Attend a conference at the Wisconsin School of Business and you’re likely to see your fair share of suits, blazers, and other types of business wear. But the scene looked just a bit different when around 70 franchise owners from across the country—many clad in chef’s jackets—descended on Grainger Hall in October for the first-ever Chefs for Seniors conference.
For attendees, it was a chance to connect with existing peers and make new connections. For company founder Nathan Allman (BBA ’15), however, the experience was also a homecoming. Allman was a student at WSB when he founded Chefs for Seniors after initially pitching the idea during the school’s annual business plan competition—and winning the category for lifestyle products and services.
Described as an alternative to senior meal delivery services, Chefs for Seniors has steadily grown since its 2013 launch. Alongside his father Barrett, who co-owns the business, Allman now focuses on franchising the concept beyond Wisconsin. Since 2017, the number of Chefs for Seniors franchise locations has grown to 80 nationwide and has been named a top new franchise by Entrepreneur magazine for the past two years.
WSB recently caught up with Allman after the conclusion of the two-day conference.
WSB: What is Chefs for Seniors all about?
Allman: Simply put, our service helps older adults age in place and ensures they’re eating well. We offer a service that’s convenient and surprisingly affordable so our clients can spend more time doing the things they love—and less time worrying about cooking. Our highly skilled personal chefs prepare delicious, home-cooked meals right in our client’s home kitchens. We create menus that are 100% customized to not only fit dietary needs but also excite palates. Our chefs are ServSafe certified, undergo thorough background checks, and are fully insured. Plus, clients can enjoy watching them perform their culinary magic.
WSB: For you, what was the highlight of this year’s event?
Allman: Being able to see our franchise owners—many of whom had never met in-person—network with each other for two days and make connections that will undoubtedly last for years to come. Owning a small business can be a lonely experience at times, and it meant a lot for our owners to connect with others in the same boat, so to speak. Also, the opportunity for my father and I to recognize franchise owners who took a leap of faith and invested in Chefs for Seniors during the early days of franchising was a heartfelt moment for everyone.
WSB: What did it mean to you to have this event hosted at WSB?

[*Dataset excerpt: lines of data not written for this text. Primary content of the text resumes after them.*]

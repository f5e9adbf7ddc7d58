pub mod expand;
pub mod sweep;
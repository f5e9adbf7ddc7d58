use crate::foundation::error::{GlyphsetError, GlyphsetResult};

/// Default multiplicative scale factors applied to each base canvas.
pub const DEFAULT_SCALE_FACTORS: [f64; 6] = [0.87, 0.90, 0.93, 0.96, 0.97, 1.0];

/// Default translation sweep expressed as percentages of the canvas side.
pub const DEFAULT_TRANSLATION_PERCENTS: [i32; 5] = [-4, -2, 0, 2, 4];

/// Default rotation sweep half-range; angles run `-N..=N` in whole degrees.
pub const DEFAULT_ROTATION_RANGE_DEGREES: i32 = 6;

/// Sweep ranges combined via Cartesian product to generate variants.
///
/// All three sequences are finite and ordered; translation is applied
/// independently in X and Y, so it contributes its length squared to the
/// variant count.
#[derive(Clone, Debug, PartialEq, serde::Serialize, serde::Deserialize)]
pub struct SweepParams {
    /// Multiplicative canvas scale factors.
    pub scale_factors: Vec<f64>,
    /// Cyclic pixel offsets applied per axis.
    pub translation_offsets_px: Vec<i32>,
    /// Rotation angles in degrees; positive rotates clockwise (y-down).
    pub rotation_degrees: Vec<f64>,
}

/// One augmentation parameter tuple applied to one base canvas.
#[derive(Clone, Copy, Debug, PartialEq)]
pub struct VariantParams {
    /// Rotation angle in degrees.
    pub rotation_degrees: f64,
    /// Canvas scale factor.
    pub scale_factor: f64,
    /// Cyclic shift along X in pixels.
    pub offset_x: i32,
    /// Cyclic shift along Y in pixels.
    pub offset_y: i32,
}

impl SweepParams {
    /// Default sweep for a canvas of side `canvas_side`.
    ///
    /// Translation percentages are converted to whole pixels here, rounded to
    /// nearest, so the same percent sweep adapts to any canvas size.
    pub fn defaults_for(canvas_side: u32) -> Self {
        let translation_offsets_px = DEFAULT_TRANSLATION_PERCENTS
            .iter()
            .map(|&p| ((f64::from(canvas_side) * f64::from(p)) / 100.0).round() as i32)
            .collect();
        let rotation_degrees = (-DEFAULT_ROTATION_RANGE_DEGREES..=DEFAULT_ROTATION_RANGE_DEGREES)
            .map(f64::from)
            .collect();
        Self {
            scale_factors: DEFAULT_SCALE_FACTORS.to_vec(),
            translation_offsets_px,
            rotation_degrees,
        }
    }

    /// Validate sweep sequences before expansion.
    pub fn validate(&self) -> GlyphsetResult<()> {
        if self.scale_factors.is_empty() {
            return Err(GlyphsetError::config("scale_factors must be non-empty"));
        }
        if self.translation_offsets_px.is_empty() {
            return Err(GlyphsetError::config(
                "translation_offsets_px must be non-empty",
            ));
        }
        if self.rotation_degrees.is_empty() {
            return Err(GlyphsetError::config("rotation_degrees must be non-empty"));
        }
        for &s in &self.scale_factors {
            if !s.is_finite() || s <= 0.0 {
                return Err(GlyphsetError::config(format!(
                    "scale factors must be finite and > 0, got {s}"
                )));
            }
        }
        for &r in &self.rotation_degrees {
            if !r.is_finite() {
                return Err(GlyphsetError::config(format!(
                    "rotation angles must be finite, got {r}"
                )));
            }
        }
        Ok(())
    }

    /// Number of variants each base canvas expands into.
    pub fn variants_per_base(&self) -> usize {
        self.rotation_degrees.len()
            * self.scale_factors.len()
            * self.translation_offsets_px.len()
            * self.translation_offsets_px.len()
    }

    /// Total dataset size for `base_count` base canvases.
    pub fn total_variants(&self, base_count: usize) -> usize {
        base_count * self.variants_per_base()
    }

    /// Enumerate parameter tuples in the fixed dataset order:
    /// rotation, then scale, then X offset, then Y offset.
    ///
    /// The order is what makes a variant index traceable back to its
    /// parameters.
    pub fn enumerate(&self) -> impl Iterator<Item = VariantParams> + '_ {
        self.rotation_degrees
            .iter()
            .copied()
            .flat_map(move |rot| self.enumerate_for_rotation(rot))
    }

    /// The slice of [`Self::enumerate`] for one rotation angle: scale, then
    /// X offset, then Y offset.
    ///
    /// Expansion iterates this per rotation group; [`Self::enumerate`]
    /// composes the same slices, so the two orders cannot drift apart.
    pub fn enumerate_for_rotation(
        &self,
        rotation_degrees: f64,
    ) -> impl Iterator<Item = VariantParams> + '_ {
        self.scale_factors.iter().copied().flat_map(move |scale| {
            self.translation_offsets_px
                .iter()
                .copied()
                .flat_map(move |dx| {
                    self.translation_offsets_px
                        .iter()
                        .copied()
                        .map(move |dy| VariantParams {
                            rotation_degrees,
                            scale_factor: scale,
                            offset_x: dx,
                            offset_y: dy,
                        })
                })
        })
    }
}

#[cfg(test)]
#[path = "../../tests/unit/augment/sweep.rs"]
mod tests;
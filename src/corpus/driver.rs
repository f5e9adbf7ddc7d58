use std::{
    fs,
    path::{Path, PathBuf},
};

use anyhow::Context;

use crate::{
    foundation::error::{GlyphsetError, GlyphsetResult},
    raster::font::LoadedFont,
    raster::glyph::{DEFAULT_FIT_RATIO, DEFAULT_PIC_DIM, FitStrategy, GlyphSpec, render_glyph},
};

/// Settings for a base-corpus generation run over a directory of fonts.
#[derive(Clone, Debug)]
pub struct CorpusConfig {
    /// Directory scanned for `.ttf` font files.
    pub fonts_dir: PathBuf,
    /// Dataset root; one subdirectory per font stem is created inside.
    pub out_dir: PathBuf,
    /// Texts to render, one `<text>.png` per font.
    pub texts: Vec<String>,
    /// Canvas side length in pixels.
    pub pic_dim: u32,
    /// Whether to auto-fit the font size to the canvas.
    pub auto_fit: bool,
    /// Stop rule for the auto-fit search.
    pub fit_strategy: FitStrategy,
    /// Draw measured-box outlines (visual verification only).
    pub debug_box: bool,
}

impl CorpusConfig {
    /// Config rendering the ten ASCII digits with default fit settings.
    pub fn digits(fonts_dir: impl Into<PathBuf>, out_dir: impl Into<PathBuf>) -> Self {
        Self {
            fonts_dir: fonts_dir.into(),
            out_dir: out_dir.into(),
            texts: digit_texts(),
            pic_dim: DEFAULT_PIC_DIM,
            auto_fit: true,
            fit_strategy: FitStrategy::default(),
            debug_box: false,
        }
    }
}

/// The digit labels `"0"` through `"9"`.
pub fn digit_texts() -> Vec<String> {
    (0..10u32).map(|d| d.to_string()).collect()
}

/// Counts reported by a finished corpus run.
#[derive(Clone, Copy, Debug, Default, PartialEq, Eq)]
pub struct CorpusSummary {
    /// Fonts processed.
    pub fonts: usize,
    /// Images written.
    pub images: usize,
}

/// Render one base glyph image per (font, text) pair under the dataset root.
///
/// Fonts are processed in sorted path order for deterministic output. The run
/// is one-shot batch work: the first resource or geometry error aborts it,
/// nothing is retried, and there is no partial-output recovery.
pub fn generate_corpus(cfg: &CorpusConfig) -> GlyphsetResult<CorpusSummary> {
    if cfg.texts.is_empty() {
        return Err(GlyphsetError::validation("corpus text list must be non-empty"));
    }

    let font_paths = list_font_files(&cfg.fonts_dir)?;
    if font_paths.is_empty() {
        tracing::warn!(dir = %cfg.fonts_dir.display(), "no .ttf fonts found, nothing to generate");
        return Ok(CorpusSummary::default());
    }

    let mut summary = CorpusSummary::default();
    for font_path in &font_paths {
        let font = LoadedFont::from_file(font_path)?;
        let stem = font_path
            .file_stem()
            .and_then(|s| s.to_str())
            .ok_or_else(|| {
                GlyphsetError::validation(format!(
                    "font file '{}' has no usable stem",
                    font_path.display()
                ))
            })?;

        let font_out = cfg.out_dir.join(stem);
        fs::create_dir_all(&font_out)
            .with_context(|| format!("create output dir '{}'", font_out.display()))?;

        for text in &cfg.texts {
            let spec = GlyphSpec {
                text: text.clone(),
                pic_dim: cfg.pic_dim,
                fit_ratio: DEFAULT_FIT_RATIO,
                auto_fit: cfg.auto_fit,
                fit_strategy: cfg.fit_strategy,
                debug_box: cfg.debug_box,
            };
            render_glyph(&font, &spec, &font_out.join(format!("{text}.png")))?;
            summary.images += 1;
        }

        summary.fonts += 1;
        tracing::info!(font = font.name(), glyphs = cfg.texts.len(), "rendered glyph set");
    }

    Ok(summary)
}

fn list_font_files(dir: &Path) -> GlyphsetResult<Vec<PathBuf>> {
    let rd = fs::read_dir(dir).with_context(|| format!("read fonts dir '{}'", dir.display()))?;

    let mut out = Vec::new();
    for entry in rd {
        let entry = entry.with_context(|| format!("read entry in '{}'", dir.display()))?;
        let path = entry.path();
        if !path.is_file() {
            continue;
        }
        let Some(ext) = path.extension().and_then(|s| s.to_str()) else {
            continue;
        };
        if !ext.eq_ignore_ascii_case("ttf") {
            continue;
        }
        out.push(path);
    }
    out.sort();
    Ok(out)
}

#[cfg(test)]
#[path = "../../tests/unit/corpus/driver.rs"]
mod tests;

Allman: It was incredible to see Chefs for Seniors come full circle and host our first conference in the room where, in many ways, the company began 10 years ago. Back when I was a 19-year-old student entering my idea into the school’s business plan competition, I never would have imagined that I’d be hosting franchise owners from across the country in that same room at Grainger Hall more than a decade later. It was truly surreal and easily one of my most memorable experiences as an entrepreneur.
WSB: Any plans to bring this event back next year?
Allman: Our first in-person conference went so well that it’ll no doubt be the first of many. Our only challenge next year will be finding a large enough space for everyone since our goal is to hit 100 franchises by the time next year’s event rolls around!